HOW TO COMPLETE THIS TASK >> Find the word "variables" in the listing, and copy out each line where it turns up.

EXERCISE MATERIALS >>
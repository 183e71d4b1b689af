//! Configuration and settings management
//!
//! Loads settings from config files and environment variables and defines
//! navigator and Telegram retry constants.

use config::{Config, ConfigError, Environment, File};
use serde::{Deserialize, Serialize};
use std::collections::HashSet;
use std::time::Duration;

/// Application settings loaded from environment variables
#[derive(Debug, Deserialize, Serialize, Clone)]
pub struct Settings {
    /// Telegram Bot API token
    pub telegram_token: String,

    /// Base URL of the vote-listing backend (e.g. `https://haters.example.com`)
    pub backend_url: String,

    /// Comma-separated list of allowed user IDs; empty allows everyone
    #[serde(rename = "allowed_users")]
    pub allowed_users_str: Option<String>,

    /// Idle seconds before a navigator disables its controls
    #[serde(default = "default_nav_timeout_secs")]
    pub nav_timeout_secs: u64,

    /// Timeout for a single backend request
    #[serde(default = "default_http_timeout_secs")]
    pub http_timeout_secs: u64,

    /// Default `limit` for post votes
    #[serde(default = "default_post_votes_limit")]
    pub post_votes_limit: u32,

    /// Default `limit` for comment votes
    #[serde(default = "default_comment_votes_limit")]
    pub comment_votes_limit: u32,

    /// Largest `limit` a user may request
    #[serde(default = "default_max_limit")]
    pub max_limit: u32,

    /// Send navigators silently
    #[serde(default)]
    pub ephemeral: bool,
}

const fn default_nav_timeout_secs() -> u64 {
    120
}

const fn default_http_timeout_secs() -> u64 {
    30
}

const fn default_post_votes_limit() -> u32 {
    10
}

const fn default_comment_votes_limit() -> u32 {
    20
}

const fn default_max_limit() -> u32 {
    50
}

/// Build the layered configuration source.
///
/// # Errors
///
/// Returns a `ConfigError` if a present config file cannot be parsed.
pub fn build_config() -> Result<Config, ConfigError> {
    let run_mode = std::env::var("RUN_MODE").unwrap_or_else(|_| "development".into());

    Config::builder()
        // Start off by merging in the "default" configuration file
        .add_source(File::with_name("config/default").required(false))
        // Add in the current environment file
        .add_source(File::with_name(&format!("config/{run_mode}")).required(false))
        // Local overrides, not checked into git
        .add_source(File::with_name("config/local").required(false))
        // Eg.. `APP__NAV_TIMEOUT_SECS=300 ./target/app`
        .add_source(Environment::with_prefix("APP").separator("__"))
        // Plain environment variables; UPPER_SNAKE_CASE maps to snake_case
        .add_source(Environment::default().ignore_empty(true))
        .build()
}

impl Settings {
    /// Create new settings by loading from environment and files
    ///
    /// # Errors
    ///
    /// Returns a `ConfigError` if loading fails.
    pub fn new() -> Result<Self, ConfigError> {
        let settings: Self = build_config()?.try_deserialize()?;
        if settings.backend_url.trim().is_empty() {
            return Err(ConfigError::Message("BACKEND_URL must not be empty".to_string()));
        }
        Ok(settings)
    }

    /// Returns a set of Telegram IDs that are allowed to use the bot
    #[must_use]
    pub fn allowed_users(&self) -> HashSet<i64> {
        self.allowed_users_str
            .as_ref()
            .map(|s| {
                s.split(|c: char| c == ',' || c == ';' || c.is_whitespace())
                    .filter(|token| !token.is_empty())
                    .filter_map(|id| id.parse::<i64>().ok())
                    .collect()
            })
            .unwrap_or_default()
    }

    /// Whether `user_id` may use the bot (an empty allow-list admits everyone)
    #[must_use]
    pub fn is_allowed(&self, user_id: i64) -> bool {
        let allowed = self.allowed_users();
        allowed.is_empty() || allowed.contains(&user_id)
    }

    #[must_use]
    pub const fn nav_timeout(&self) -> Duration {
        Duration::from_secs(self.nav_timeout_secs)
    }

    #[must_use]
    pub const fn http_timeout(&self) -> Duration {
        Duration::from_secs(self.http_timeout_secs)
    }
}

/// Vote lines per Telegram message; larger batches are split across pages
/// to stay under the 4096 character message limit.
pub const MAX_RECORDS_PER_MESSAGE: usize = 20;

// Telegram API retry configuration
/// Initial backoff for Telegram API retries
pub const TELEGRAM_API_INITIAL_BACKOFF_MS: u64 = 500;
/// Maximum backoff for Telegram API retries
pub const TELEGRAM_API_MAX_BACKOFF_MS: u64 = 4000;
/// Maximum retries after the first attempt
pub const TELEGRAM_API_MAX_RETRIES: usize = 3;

PROBLEM SOLUTION >>
//! Loads settings from config files and environment variables and defines
/// Application settings loaded from environment variables
        // Plain environment variables; UPPER_SNAKE_CASE maps to snake_case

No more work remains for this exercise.